Scott Armstrong, MD, PhD, chair of Pediatric Oncology, recounted Dana-Farber's role in improving the treatment of childhood acute lymphocytic leukemia (ALL), work, he said, that "is among the 20th century's greatest accomplishments in cancer medicine." Armstrong described how others built on Farber's seminal study showing that folic acid blockers could produce remissions in children with ALL – the first ever achieved in pediatric leukemia. He provided a travelogue of an odyssey that led from work by former Dana-Farber President Emil "Tom" Frei III, MD, and Emil Freireich, MD, showing that combinations of chemotherapy drugs could extend patients' survival; to work by former Chief of Staff Stephen Sallan, MD, indicating that improvements in clinical care could improve survival; to the introduction of monoclonal antibodies, Todd Golub, MD's finding that certain genetic abnormalities in ALL cells can predict patients outcomes, and the use of genomic information to guide treatment.

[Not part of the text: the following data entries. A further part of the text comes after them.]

//! Input error types.

use std::path::PathBuf;

/// Errors reading or interpreting the solver's journey output.
///
/// None of these are fatal to the page: rendering code logs them and shows
/// nothing.
#[derive(Debug, thiserror::Error)]
pub enum InputError {
    /// No journey was provided at all
    #[error("no journey to render")]
    MissingJourney,

    /// The journey has no step list
    #[error("journey has no detailed_journey steps")]
    MissingSteps,

    /// The journey JSON could not be parsed
    #[error("invalid journey JSON: {0}")]
    Json(#[from] serde_json::Error),

    /// The journey file could not be read
    #[error("failed to read {}: {source}", path.display())]
    Io {
        path: PathBuf,
        #[source]
        source: std::io::Error,
    },
}

#[cfg(test)]
mod tests {
    use super::*;

    #[test]
    fn error_display() {
        assert_eq!(InputError::MissingJourney.to_string(), "no journey to render");
        assert_eq!(
            InputError::MissingSteps.to_string(),
            "journey has no detailed_journey steps"
        );

        let json_err = serde_json::from_str::<serde_json::Value>("{").unwrap_err();
        let err = InputError::from(json_err);
        assert!(err.to_string().starts_with("invalid journey JSON: "));

        let err = InputError::Io {
            path: PathBuf::from("/tmp/journey.json"),
            source: std::io::Error::new(std::io::ErrorKind::NotFound, "gone"),
        };
        assert_eq!(err.to_string(), "failed to read /tmp/journey.json: gone");
    }
}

Dana-Farber President and CEO Laurie H. Glimcher, MD, shifted the focus of the symposium to the future of research at the Institute. She discussed four areas identified as priorities going forward.
The first, immunotherapy, has come to the forefront because of research by Freeman and others that revealed targets for drugs that can cause tumors to drop their guard against an immune system attack. The effectiveness of such drugs in some patients with certain cancers is but the first indication of their potential, Glimcher said. "We need to double the number of patients who can be treated successfully with immunotherapy," she remarked, citing personalized therapeutic cancer vaccines developed by Catherine Wu, MD, and CAR T-cell therapies as particularly promising.
A second priority, drug development, is something few other cancer centers – lacking strong chemical biology programs – are equipped to do, Glimcher continued. Eric Fischer, PhD, and others are laying the groundwork for agents that don't merely block cancer-related proteins but cause them to be destroyed. Glimcher predicted that the next revolution in cancer care will involve another priority area – prevention, early detection, and interception of early cancer growth. "If we can detect cancer at stage I, we can cure it," she stated, noting that far too many cancers aren't diagnosed until a later stage. "We have tremendous resources in this area," she added, including the Lynch Syndrome Center, the Center for Prevention of Progression, and the Center for Cancer Genetics and Prevention.
Research into, and efforts to eliminate, disparities in cancer care and outcomes is a priority as well, Glimcher said. "Every discovery – every breakthrough – that we make only makes a difference if it is based on research that captures the experience of all the patient communities, especially those that have been historically underserved," she said. "Our charge now is to continue our quest to deepen our knowledge of specific risk factors of patients from historically underserved communities. We need to dig deeper into the social determinants of health and how socioeconomic status affects outcomes. We want to make sure that every patient, no matter their ZIP code, has equitable access to the best cancer care." This is especially true for participation in clinical trials, she added.
"These are ambitious goals," she said, "but we have to be ambitious because there is so much more that we have to do to reduce the burden of cancer."